Collected data entries
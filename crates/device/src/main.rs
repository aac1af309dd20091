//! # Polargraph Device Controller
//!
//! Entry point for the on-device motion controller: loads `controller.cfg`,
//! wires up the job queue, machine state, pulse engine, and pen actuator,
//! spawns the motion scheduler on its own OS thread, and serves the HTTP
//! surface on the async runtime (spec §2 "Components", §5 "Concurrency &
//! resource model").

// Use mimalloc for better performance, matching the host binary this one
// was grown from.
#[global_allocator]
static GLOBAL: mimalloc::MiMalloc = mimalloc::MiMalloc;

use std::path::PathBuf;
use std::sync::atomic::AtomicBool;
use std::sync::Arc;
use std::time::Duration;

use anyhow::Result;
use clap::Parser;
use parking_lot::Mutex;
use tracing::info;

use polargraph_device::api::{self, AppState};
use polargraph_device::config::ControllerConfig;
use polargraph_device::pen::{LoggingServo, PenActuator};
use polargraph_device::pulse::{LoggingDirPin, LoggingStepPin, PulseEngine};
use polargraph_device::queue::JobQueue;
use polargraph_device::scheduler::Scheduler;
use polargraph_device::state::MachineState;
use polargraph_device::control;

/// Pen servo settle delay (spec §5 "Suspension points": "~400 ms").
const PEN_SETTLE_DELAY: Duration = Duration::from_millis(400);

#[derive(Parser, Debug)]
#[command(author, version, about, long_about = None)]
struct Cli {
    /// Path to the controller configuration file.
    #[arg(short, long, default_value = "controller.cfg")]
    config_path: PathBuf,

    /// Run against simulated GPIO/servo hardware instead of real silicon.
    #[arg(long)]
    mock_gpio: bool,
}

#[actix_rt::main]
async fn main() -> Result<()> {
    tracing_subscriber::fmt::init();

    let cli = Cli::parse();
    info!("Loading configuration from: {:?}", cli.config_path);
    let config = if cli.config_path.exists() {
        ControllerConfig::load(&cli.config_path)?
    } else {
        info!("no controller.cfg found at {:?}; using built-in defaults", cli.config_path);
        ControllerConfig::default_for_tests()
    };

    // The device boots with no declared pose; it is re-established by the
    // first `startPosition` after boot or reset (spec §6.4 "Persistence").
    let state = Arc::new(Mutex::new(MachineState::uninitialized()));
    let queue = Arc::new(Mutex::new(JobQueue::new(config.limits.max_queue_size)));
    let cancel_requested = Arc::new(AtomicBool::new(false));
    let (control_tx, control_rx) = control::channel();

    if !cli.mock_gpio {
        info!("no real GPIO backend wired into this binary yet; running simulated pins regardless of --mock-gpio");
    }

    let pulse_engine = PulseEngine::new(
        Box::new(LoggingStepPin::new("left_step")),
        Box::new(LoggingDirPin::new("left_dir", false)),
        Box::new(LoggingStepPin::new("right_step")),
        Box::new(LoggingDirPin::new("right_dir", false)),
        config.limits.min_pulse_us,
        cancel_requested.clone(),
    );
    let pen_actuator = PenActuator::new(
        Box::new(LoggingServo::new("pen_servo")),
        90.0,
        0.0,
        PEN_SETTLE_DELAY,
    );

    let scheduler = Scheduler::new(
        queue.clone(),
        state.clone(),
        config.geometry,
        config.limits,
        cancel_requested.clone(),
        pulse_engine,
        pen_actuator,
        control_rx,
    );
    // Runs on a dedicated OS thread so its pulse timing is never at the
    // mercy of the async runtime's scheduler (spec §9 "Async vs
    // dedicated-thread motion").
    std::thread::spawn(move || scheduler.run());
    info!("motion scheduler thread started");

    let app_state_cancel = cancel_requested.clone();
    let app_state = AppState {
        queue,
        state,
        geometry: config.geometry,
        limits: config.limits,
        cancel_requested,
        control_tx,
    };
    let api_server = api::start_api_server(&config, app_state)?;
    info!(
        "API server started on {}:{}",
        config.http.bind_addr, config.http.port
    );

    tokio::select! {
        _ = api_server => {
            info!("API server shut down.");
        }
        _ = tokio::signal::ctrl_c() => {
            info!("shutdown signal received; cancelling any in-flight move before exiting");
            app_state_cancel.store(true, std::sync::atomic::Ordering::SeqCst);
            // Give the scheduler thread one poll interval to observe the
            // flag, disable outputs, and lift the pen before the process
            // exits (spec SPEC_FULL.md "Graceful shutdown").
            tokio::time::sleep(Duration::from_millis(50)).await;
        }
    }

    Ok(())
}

---

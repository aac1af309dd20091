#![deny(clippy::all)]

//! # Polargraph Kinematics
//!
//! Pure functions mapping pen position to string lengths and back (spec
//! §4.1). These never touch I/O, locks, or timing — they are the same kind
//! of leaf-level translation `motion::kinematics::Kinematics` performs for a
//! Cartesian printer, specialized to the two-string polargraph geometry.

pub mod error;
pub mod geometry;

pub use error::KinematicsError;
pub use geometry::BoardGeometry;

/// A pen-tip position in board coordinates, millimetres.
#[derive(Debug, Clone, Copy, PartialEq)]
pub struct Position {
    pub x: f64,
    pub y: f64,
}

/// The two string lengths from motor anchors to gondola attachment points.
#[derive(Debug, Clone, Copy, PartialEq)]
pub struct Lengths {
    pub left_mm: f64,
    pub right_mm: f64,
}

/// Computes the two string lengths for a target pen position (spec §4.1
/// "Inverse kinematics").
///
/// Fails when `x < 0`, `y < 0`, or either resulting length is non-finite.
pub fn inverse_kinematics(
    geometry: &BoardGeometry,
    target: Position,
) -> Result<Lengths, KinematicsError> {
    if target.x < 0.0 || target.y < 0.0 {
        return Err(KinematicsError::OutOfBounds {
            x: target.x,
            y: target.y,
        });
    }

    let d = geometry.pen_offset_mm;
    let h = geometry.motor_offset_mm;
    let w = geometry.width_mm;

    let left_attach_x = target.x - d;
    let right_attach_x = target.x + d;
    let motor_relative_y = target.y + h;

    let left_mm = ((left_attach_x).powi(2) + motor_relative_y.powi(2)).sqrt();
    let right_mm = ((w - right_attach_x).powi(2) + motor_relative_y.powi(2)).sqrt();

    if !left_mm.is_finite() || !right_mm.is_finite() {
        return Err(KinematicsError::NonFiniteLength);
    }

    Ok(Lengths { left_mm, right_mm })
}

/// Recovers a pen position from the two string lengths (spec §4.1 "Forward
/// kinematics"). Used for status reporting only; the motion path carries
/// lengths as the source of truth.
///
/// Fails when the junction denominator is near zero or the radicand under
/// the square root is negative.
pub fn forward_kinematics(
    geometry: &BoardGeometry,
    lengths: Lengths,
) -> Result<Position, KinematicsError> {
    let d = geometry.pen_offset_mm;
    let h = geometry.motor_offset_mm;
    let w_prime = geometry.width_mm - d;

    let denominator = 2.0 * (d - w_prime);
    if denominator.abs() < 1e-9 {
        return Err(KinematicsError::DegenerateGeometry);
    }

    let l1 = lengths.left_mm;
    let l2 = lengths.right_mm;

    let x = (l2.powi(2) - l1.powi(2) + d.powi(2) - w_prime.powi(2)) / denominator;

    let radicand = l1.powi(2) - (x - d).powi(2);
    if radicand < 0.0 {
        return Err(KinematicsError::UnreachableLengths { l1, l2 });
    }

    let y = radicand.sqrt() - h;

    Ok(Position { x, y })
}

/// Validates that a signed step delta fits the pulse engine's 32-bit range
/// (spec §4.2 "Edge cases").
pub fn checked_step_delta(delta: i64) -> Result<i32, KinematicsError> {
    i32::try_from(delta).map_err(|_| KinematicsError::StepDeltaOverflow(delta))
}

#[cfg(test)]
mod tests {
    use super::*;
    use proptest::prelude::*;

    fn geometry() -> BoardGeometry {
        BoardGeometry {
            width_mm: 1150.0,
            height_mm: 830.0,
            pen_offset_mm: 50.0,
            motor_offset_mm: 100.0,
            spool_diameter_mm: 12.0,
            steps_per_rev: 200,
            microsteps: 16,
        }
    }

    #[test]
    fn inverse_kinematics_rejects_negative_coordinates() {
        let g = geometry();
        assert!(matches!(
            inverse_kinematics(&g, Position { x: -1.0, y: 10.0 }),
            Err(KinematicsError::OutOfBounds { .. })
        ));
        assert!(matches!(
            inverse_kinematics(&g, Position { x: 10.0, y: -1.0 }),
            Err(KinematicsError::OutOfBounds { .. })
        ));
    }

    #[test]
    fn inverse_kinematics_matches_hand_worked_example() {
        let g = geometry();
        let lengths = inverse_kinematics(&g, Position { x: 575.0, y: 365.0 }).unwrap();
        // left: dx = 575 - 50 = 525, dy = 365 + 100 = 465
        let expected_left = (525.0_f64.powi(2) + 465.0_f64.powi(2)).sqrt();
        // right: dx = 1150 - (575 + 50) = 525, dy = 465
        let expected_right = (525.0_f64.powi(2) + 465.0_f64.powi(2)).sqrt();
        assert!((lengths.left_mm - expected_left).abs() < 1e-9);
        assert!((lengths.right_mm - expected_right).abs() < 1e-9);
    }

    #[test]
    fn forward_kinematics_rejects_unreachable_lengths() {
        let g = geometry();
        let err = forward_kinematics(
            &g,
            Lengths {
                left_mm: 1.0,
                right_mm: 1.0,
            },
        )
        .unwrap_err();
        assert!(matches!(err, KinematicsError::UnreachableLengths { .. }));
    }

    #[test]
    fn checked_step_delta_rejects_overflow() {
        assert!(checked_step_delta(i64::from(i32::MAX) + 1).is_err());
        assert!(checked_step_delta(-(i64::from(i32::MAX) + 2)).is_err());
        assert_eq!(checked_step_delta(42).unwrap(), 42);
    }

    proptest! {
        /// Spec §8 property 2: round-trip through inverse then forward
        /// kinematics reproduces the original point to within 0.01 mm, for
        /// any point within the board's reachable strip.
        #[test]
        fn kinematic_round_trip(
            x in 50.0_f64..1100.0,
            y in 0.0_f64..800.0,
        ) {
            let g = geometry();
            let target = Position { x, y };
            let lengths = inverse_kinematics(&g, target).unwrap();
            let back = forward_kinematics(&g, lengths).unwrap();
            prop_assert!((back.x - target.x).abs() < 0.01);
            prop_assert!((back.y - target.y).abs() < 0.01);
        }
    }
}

* _Work task_: Using the data above, extract exactly the lines from the one that holds "was grown from." to the one that holds "use parking_lot::Mutex;", both ends included, and no others.

* _Task output_:
// was grown from.
#[global_allocator]
static GLOBAL: mimalloc::MiMalloc = mimalloc::MiMalloc;

use std::path::PathBuf;
use std::sync::atomic::AtomicBool;
use std::sync::Arc;
use std::time::Duration;

use anyhow::Result;
use clap::Parser;
use parking_lot::Mutex;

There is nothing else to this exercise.